**Problem to work on**
Could you copy every line in the listing below that has the word "RiskBand"?
[Start of section]
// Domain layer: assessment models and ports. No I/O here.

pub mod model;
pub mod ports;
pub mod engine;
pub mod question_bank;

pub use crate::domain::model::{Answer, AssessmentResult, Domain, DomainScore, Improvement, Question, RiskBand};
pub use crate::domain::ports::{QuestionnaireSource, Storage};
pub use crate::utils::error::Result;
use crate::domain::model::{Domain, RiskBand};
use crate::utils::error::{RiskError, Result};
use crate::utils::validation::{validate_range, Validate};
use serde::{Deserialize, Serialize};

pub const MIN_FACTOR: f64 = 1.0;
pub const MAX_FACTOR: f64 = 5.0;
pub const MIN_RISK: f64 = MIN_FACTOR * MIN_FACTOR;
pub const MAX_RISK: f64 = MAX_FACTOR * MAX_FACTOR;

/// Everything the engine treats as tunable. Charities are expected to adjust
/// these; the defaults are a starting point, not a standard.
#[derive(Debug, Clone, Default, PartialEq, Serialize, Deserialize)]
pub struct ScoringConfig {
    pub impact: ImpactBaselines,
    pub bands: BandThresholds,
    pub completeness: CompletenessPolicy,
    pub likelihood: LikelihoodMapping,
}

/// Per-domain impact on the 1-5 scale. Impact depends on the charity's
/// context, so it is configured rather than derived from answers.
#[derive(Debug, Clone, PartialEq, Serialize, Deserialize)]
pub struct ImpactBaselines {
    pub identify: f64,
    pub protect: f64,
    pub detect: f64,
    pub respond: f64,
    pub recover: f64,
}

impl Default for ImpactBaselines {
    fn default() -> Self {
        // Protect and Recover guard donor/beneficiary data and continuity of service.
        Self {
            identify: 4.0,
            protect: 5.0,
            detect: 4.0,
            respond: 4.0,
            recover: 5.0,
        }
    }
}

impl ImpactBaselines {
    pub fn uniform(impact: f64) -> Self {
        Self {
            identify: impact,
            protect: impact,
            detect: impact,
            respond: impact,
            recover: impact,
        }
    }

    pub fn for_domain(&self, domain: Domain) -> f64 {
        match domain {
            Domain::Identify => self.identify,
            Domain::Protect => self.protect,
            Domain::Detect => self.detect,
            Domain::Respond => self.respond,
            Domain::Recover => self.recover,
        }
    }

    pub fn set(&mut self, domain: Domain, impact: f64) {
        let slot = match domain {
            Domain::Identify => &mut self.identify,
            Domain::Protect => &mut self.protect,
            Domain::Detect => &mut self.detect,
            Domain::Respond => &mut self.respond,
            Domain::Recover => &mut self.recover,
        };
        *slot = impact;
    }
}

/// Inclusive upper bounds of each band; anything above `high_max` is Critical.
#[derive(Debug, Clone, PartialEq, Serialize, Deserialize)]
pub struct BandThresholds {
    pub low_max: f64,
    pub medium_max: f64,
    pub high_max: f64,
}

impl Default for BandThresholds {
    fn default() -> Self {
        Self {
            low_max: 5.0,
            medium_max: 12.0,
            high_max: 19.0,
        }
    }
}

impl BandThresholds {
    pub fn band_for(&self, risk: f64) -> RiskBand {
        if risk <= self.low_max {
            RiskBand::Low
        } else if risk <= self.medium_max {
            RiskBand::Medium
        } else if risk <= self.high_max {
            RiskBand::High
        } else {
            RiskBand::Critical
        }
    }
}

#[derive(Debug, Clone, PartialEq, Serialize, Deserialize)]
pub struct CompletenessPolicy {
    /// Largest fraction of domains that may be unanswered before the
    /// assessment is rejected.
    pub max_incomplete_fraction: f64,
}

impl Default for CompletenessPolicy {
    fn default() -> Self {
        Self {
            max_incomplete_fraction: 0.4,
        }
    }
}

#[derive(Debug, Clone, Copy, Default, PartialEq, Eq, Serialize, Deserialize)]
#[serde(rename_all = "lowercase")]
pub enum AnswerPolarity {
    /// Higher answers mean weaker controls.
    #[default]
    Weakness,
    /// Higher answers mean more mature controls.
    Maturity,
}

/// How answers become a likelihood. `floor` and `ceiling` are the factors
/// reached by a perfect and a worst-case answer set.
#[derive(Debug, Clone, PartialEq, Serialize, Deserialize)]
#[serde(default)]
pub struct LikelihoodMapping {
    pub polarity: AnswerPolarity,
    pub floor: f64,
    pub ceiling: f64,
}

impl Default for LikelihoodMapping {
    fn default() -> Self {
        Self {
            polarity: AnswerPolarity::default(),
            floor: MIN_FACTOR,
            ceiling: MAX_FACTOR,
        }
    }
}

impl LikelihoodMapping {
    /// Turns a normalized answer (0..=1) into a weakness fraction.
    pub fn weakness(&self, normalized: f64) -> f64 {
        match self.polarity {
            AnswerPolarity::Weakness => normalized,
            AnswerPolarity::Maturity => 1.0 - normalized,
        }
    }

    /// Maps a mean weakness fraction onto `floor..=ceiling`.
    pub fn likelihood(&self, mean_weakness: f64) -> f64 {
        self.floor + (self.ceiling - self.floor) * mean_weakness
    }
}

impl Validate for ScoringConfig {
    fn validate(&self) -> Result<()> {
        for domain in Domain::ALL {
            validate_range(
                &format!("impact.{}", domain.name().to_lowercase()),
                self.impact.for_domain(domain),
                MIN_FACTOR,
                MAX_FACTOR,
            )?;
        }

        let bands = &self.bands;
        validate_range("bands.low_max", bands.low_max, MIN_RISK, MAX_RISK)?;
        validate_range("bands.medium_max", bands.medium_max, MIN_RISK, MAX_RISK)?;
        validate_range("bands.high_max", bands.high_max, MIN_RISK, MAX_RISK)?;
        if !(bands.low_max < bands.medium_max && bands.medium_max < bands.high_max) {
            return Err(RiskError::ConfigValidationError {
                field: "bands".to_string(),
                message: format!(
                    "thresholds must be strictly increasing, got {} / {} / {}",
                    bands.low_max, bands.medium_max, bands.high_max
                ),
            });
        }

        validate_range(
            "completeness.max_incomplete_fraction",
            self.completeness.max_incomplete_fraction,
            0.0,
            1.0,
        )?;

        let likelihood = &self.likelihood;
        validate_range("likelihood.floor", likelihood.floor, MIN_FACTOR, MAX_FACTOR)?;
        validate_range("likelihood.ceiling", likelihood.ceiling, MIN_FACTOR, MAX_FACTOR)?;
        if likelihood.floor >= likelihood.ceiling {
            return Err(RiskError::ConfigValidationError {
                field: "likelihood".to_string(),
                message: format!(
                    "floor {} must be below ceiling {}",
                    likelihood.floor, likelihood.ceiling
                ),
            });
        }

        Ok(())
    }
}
[End of section]
**Answer space**
pub use crate::domain::model::{Answer, AssessmentResult, Domain, DomainScore, Improvement, Question, RiskBand};
use crate::domain::model::{Domain, RiskBand};
    pub fn band_for(&self, risk: f64) -> RiskBand {
            RiskBand::Low
            RiskBand::Medium
            RiskBand::High
            RiskBand::Critical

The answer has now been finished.